» **PROMPT**: Your answer must contain each line of the data, copied exactly.

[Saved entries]
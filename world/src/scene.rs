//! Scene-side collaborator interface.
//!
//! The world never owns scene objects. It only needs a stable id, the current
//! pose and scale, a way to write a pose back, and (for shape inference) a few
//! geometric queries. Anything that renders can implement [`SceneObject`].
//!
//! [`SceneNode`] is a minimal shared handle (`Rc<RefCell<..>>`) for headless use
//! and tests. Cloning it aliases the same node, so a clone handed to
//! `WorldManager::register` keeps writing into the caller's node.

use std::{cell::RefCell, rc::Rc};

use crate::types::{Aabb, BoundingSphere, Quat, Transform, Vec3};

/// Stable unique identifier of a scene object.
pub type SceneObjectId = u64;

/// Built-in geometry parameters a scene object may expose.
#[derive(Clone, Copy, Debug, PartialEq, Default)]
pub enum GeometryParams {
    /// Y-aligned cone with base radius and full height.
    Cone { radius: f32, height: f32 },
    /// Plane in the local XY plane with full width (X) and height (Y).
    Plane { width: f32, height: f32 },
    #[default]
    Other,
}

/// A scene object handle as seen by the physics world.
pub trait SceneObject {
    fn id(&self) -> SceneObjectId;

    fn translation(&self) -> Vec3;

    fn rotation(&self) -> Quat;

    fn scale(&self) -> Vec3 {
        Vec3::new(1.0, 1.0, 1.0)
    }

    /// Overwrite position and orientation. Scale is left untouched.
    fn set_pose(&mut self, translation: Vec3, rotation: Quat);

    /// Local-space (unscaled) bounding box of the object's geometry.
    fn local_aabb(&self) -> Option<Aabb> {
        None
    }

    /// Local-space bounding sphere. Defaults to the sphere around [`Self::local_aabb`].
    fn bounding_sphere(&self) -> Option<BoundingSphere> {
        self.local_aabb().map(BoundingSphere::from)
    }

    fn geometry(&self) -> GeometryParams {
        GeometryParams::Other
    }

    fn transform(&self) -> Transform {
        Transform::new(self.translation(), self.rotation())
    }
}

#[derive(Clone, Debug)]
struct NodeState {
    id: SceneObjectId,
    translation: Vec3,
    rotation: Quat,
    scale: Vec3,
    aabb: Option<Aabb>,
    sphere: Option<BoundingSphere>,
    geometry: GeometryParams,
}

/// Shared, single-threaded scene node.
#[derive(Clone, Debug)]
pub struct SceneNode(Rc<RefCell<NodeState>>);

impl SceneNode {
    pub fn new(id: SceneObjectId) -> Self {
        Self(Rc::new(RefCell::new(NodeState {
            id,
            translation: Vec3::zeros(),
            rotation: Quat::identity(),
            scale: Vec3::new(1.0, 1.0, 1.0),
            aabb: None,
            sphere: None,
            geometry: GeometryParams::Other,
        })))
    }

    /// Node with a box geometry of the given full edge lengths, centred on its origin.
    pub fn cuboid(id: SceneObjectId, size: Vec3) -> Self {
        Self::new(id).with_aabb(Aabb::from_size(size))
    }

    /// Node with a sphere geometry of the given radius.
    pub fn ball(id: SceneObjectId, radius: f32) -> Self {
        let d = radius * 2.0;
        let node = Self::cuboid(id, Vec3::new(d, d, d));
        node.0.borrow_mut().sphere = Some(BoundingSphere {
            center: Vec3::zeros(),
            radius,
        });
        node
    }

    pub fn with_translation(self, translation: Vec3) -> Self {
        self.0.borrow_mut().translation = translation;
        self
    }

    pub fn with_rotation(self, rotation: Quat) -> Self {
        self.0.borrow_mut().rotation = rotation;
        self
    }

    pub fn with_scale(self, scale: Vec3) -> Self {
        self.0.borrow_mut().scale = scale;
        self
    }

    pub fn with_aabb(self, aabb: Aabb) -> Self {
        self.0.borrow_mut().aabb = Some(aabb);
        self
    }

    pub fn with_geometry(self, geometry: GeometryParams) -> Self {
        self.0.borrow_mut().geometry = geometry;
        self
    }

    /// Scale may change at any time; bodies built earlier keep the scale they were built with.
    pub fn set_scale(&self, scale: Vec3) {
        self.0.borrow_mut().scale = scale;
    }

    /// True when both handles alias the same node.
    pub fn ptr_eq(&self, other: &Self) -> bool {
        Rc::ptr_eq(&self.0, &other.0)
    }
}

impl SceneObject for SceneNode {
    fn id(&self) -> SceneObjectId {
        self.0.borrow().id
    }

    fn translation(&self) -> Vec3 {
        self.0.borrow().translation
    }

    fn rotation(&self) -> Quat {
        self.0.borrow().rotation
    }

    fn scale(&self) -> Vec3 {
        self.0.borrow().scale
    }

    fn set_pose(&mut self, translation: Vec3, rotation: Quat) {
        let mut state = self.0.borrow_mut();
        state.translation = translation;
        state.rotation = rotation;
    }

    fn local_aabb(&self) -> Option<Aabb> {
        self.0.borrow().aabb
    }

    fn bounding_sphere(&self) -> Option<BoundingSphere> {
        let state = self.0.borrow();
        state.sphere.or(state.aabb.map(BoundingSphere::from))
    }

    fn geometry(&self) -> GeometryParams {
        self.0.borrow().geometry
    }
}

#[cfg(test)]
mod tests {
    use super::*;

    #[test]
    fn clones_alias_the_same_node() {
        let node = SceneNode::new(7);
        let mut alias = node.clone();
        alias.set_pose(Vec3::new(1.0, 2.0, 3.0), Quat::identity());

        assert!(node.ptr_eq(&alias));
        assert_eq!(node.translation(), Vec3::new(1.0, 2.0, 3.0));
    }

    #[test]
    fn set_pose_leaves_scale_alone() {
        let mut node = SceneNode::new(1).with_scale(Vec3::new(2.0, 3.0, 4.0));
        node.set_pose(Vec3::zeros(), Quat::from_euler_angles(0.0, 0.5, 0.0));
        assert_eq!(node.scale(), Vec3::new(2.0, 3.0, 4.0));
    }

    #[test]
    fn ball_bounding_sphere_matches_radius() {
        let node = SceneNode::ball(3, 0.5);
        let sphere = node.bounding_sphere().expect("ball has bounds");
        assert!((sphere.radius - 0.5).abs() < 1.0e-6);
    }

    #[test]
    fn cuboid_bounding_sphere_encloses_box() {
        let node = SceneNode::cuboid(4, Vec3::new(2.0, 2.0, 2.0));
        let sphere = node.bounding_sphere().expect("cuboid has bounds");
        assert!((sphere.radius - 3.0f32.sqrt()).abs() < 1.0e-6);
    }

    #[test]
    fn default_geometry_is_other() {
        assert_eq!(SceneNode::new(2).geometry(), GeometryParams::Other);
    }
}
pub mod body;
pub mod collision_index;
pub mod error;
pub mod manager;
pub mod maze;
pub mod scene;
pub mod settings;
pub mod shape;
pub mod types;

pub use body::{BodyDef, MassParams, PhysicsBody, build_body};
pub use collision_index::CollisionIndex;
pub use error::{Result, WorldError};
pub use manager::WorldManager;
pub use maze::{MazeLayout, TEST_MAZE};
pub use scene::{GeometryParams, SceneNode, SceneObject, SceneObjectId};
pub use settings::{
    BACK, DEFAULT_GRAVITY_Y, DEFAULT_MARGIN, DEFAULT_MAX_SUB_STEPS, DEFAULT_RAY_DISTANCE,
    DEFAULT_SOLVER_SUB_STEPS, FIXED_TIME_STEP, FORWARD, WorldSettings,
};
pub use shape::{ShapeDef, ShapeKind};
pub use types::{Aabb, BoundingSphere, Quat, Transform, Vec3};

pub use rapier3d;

» **RESULT FOR THIS TASK**:
filename world/src/scene.rs
//! Scene-side collaborator interface.
//!
//! The world never owns scene objects. It only needs a stable id, the current
//! pose and scale, a way to write a pose back, and (for shape inference) a few
//! geometric queries. Anything that renders can implement [`SceneObject`].
//!
//! [`SceneNode`] is a minimal shared handle (`Rc<RefCell<..>>`) for headless use
//! and tests. Cloning it aliases the same node, so a clone handed to
//! `WorldManager::register` keeps writing into the caller's node.

use std::{cell::RefCell, rc::Rc};

use crate::types::{Aabb, BoundingSphere, Quat, Transform, Vec3};

/// Stable unique identifier of a scene object.
pub type SceneObjectId = u64;

/// Built-in geometry parameters a scene object may expose.
#[derive(Clone, Copy, Debug, PartialEq, Default)]
pub enum GeometryParams {
    /// Y-aligned cone with base radius and full height.
    Cone { radius: f32, height: f32 },
    /// Plane in the local XY plane with full width (X) and height (Y).
    Plane { width: f32, height: f32 },
    #[default]
    Other,
}

/// A scene object handle as seen by the physics world.
pub trait SceneObject {
    fn id(&self) -> SceneObjectId;

    fn translation(&self) -> Vec3;

    fn rotation(&self) -> Quat;

    fn scale(&self) -> Vec3 {
        Vec3::new(1.0, 1.0, 1.0)
    }

    /// Overwrite position and orientation. Scale is left untouched.
    fn set_pose(&mut self, translation: Vec3, rotation: Quat);

    /// Local-space (unscaled) bounding box of the object's geometry.
    fn local_aabb(&self) -> Option<Aabb> {
        None
    }

    /// Local-space bounding sphere. Defaults to the sphere around [`Self::local_aabb`].
    fn bounding_sphere(&self) -> Option<BoundingSphere> {
        self.local_aabb().map(BoundingSphere::from)
    }

    fn geometry(&self) -> GeometryParams {
        GeometryParams::Other
    }

    fn transform(&self) -> Transform {
        Transform::new(self.translation(), self.rotation())
    }
}

#[derive(Clone, Debug)]
struct NodeState {
    id: SceneObjectId,
    translation: Vec3,
    rotation: Quat,
    scale: Vec3,
    aabb: Option<Aabb>,
    sphere: Option<BoundingSphere>,
    geometry: GeometryParams,
}

/// Shared, single-threaded scene node.
#[derive(Clone, Debug)]
pub struct SceneNode(Rc<RefCell<NodeState>>);

impl SceneNode {
    pub fn new(id: SceneObjectId) -> Self {
        Self(Rc::new(RefCell::new(NodeState {
            id,
            translation: Vec3::zeros(),
            rotation: Quat::identity(),
            scale: Vec3::new(1.0, 1.0, 1.0),
            aabb: None,
            sphere: None,
            geometry: GeometryParams::Other,
        })))
    }

    /// Node with a box geometry of the given full edge lengths, centred on its origin.
    pub fn cuboid(id: SceneObjectId, size: Vec3) -> Self {
        Self::new(id).with_aabb(Aabb::from_size(size))
    }

    /// Node with a sphere geometry of the given radius.
    pub fn ball(id: SceneObjectId, radius: f32) -> Self {
        let d = radius * 2.0;
        let node = Self::cuboid(id, Vec3::new(d, d, d));
        node.0.borrow_mut().sphere = Some(BoundingSphere {
            center: Vec3::zeros(),
            radius,
        });
        node
    }

    pub fn with_translation(self, translation: Vec3) -> Self {
        self.0.borrow_mut().translation = translation;
        self
    }

    pub fn with_rotation(self, rotation: Quat) -> Self {
        self.0.borrow_mut().rotation = rotation;
        self
    }

    pub fn with_scale(self, scale: Vec3) -> Self {
        self.0.borrow_mut().scale = scale;
        self
    }

    pub fn with_aabb(self, aabb: Aabb) -> Self {
        self.0.borrow_mut().aabb = Some(aabb);
        self
    }

    pub fn with_geometry(self, geometry: GeometryParams) -> Self {
        self.0.borrow_mut().geometry = geometry;
        self
    }

    /// Scale may change at any time; bodies built earlier keep the scale they were built with.
    pub fn set_scale(&self, scale: Vec3) {
        self.0.borrow_mut().scale = scale;
    }

    /// True when both handles alias the same node.
    pub fn ptr_eq(&self, other: &Self) -> bool {
        Rc::ptr_eq(&self.0, &other.0)
    }
}

impl SceneObject for SceneNode {
    fn id(&self) -> SceneObjectId {
        self.0.borrow().id
    }

    fn translation(&self) -> Vec3 {
        self.0.borrow().translation
    }

    fn rotation(&self) -> Quat {
        self.0.borrow().rotation
    }

    fn scale(&self) -> Vec3 {
        self.0.borrow().scale
    }

    fn set_pose(&mut self, translation: Vec3, rotation: Quat) {
        let mut state = self.0.borrow_mut();
        state.translation = translation;
        state.rotation = rotation;
    }

    fn local_aabb(&self) -> Option<Aabb> {
        self.0.borrow().aabb
    }

    fn bounding_sphere(&self) -> Option<BoundingSphere> {
        let state = self.0.borrow();
        state.sphere.or(state.aabb.map(BoundingSphere::from))
    }

    fn geometry(&self) -> GeometryParams {
        self.0.borrow().geometry
    }
}

#[cfg(test)]
mod tests {
    use super::*;

    #[test]
    fn clones_alias_the_same_node() {
        let node = SceneNode::new(7);
        let mut alias = node.clone();
        alias.set_pose(Vec3::new(1.0, 2.0, 3.0), Quat::identity());

        assert!(node.ptr_eq(&alias));
        assert_eq!(node.translation(), Vec3::new(1.0, 2.0, 3.0));
    }

    #[test]
    fn set_pose_leaves_scale_alone() {
        let mut node = SceneNode::new(1).with_scale(Vec3::new(2.0, 3.0, 4.0));
        node.set_pose(Vec3::zeros(), Quat::from_euler_angles(0.0, 0.5, 0.0));
        assert_eq!(node.scale(), Vec3::new(2.0, 3.0, 4.0));
    }

    #[test]
    fn ball_bounding_sphere_matches_radius() {
        let node = SceneNode::ball(3, 0.5);
        let sphere = node.bounding_sphere().expect("ball has bounds");
        assert!((sphere.radius - 0.5).abs() < 1.0e-6);
    }

    #[test]
    fn cuboid_bounding_sphere_encloses_box() {
        let node = SceneNode::cuboid(4, Vec3::new(2.0, 2.0, 2.0));
        let sphere = node.bounding_sphere().expect("cuboid has bounds");
        assert!((sphere.radius - 3.0f32.sqrt()).abs() < 1.0e-6);
    }

    #[test]
    fn default_geometry_is_other() {
        assert_eq!(SceneNode::new(2).geometry(), GeometryParams::Other);
    }
}
pub mod body;
pub mod collision_index;
pub mod error;
pub mod manager;
pub mod maze;
pub mod scene;
pub mod settings;
pub mod shape;
pub mod types;

pub use body::{BodyDef, MassParams, PhysicsBody, build_body};
pub use collision_index::CollisionIndex;
pub use error::{Result, WorldError};
pub use manager::WorldManager;
pub use maze::{MazeLayout, TEST_MAZE};
pub use scene::{GeometryParams, SceneNode, SceneObject, SceneObjectId};
pub use settings::{
    BACK, DEFAULT_GRAVITY_Y, DEFAULT_MARGIN, DEFAULT_MAX_SUB_STEPS, DEFAULT_RAY_DISTANCE,
    DEFAULT_SOLVER_SUB_STEPS, FIXED_TIME_STEP, FORWARD, WorldSettings,
};
pub use shape::{ShapeDef, ShapeKind};
pub use types::{Aabb, BoundingSphere, Quat, Transform, Vec3};

pub use rapier3d;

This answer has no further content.